Last week I had the privilege of participating in the
Children's Environmental Health Summit
, organized by the Alaska Community Action on Toxics (
). Not only were there presentations by some of the luminaries in environmental health research and long-dedicated health advocates from around the country, there were also powerful talks given by those from communities in Alaska that have been significantly impacted by exposures to toxic chemicals. You could have heard a pin drop when several women from different tribal groups - Savoonga, Inupiaq, Nay'dini'aa Na' and others - described their experiences about the health impacts of toxic exposures they had witnessed in their villages.
A common theme emerged as these women spoke - namely, being told by decision-makers that there wasn't a health problem, when they knew otherwise. The result was that more children and families have had their health undermined in ways that could have been prevented. Their stories of course sadly echoed the experiences of families in Flint, Michigan, and countless other communities, where those who are most knowledgeable about a situation have often been dismissed as being over-reactive or worse.
In this context, it was notable that President Obama's
on Child Health Day 2016, issued on October 4th (the last day of the Summit), did not explicitly mention exposures to toxic chemicals as a threat to children's health nor as a priority our nation needs to address.
The Proclamation does highlight some other key child health concerns, such as the need to increase exercise, improve food quality and reduce bullying.
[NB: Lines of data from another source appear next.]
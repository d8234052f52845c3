//! Cache statistics.

use serde::Serialize;

use crate::config::EvictionPolicy;

/// A point-in-time snapshot of cache counters.
///
/// Counters are monotonically increasing for the lifetime of the cache and
/// never affect its behavior.
#[derive(Debug, Clone, PartialEq, Eq, Serialize)]
pub struct CacheStats {
    /// Reads that returned a live entry.
    pub hits: u64,
    /// Reads that found nothing or an expired entry.
    pub misses: u64,
    /// Calls to `set`.
    pub writes: u64,
    /// Entries removed to respect capacity.
    pub evictions: u64,
    /// Entries removed because their TTL elapsed.
    pub expirations: u64,
    /// Current number of stored entries.
    pub size: usize,
    /// Capacity.
    pub max_size: usize,
    /// Eviction policy.
    pub policy: EvictionPolicy,
}

impl CacheStats {
    /// Fraction of reads that were hits, or 0 with no reads.
    #[must_use]
    pub fn hit_rate(&self) -> f64 {
        let total = self.hits + self.misses;
        if total == 0 {
            0.0
        } else {
            self.hits as f64 / total as f64
        }
    }

    /// Current size as a percentage of capacity.
    #[must_use]
    pub fn utilization_percent(&self) -> f64 {
        if self.max_size == 0 {
            return 0.0;
        }
        self.size as f64 / self.max_size as f64 * 100.0
    }
}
The Paris Climate Agreement is also mentioned as a signal of the United States' commitment to "reduce the harmful effects that climate change can have on our children, including the potential for higher incidence of asthma attacks, and other health problems exacerbated by dirty air." These are of course all laudable.
The Proclamation also suggests that clean air and clean water are important for children's health. But what strikes me is that the language in the Proclamation skirts the need to address pollution and polluters as a priority on our national agenda to protect children's health. What does that say to the communities in Alaska, the families of Flint, the neighborhoods of Anniston, Alabama, and all the many other places where toxic exposures have wreaked havoc on their health? When are their concerns going to be fully heard and responded to at the highest levels?
In this light, it seems even more important that a Children's Environmental Health Day has finally been established during the
US EPA's Child Health Month
, thanks to the
Children's Environmental Health Network
. It will be inaugurated tomorrow, October 13th and held on the second Thursday of October from now on. My great hope is that establishing this day will bring far more focused attention to reducing toxic exposures and implementing prevention-oriented actions so that our most vulnerable populations can have the healthy future they deserve.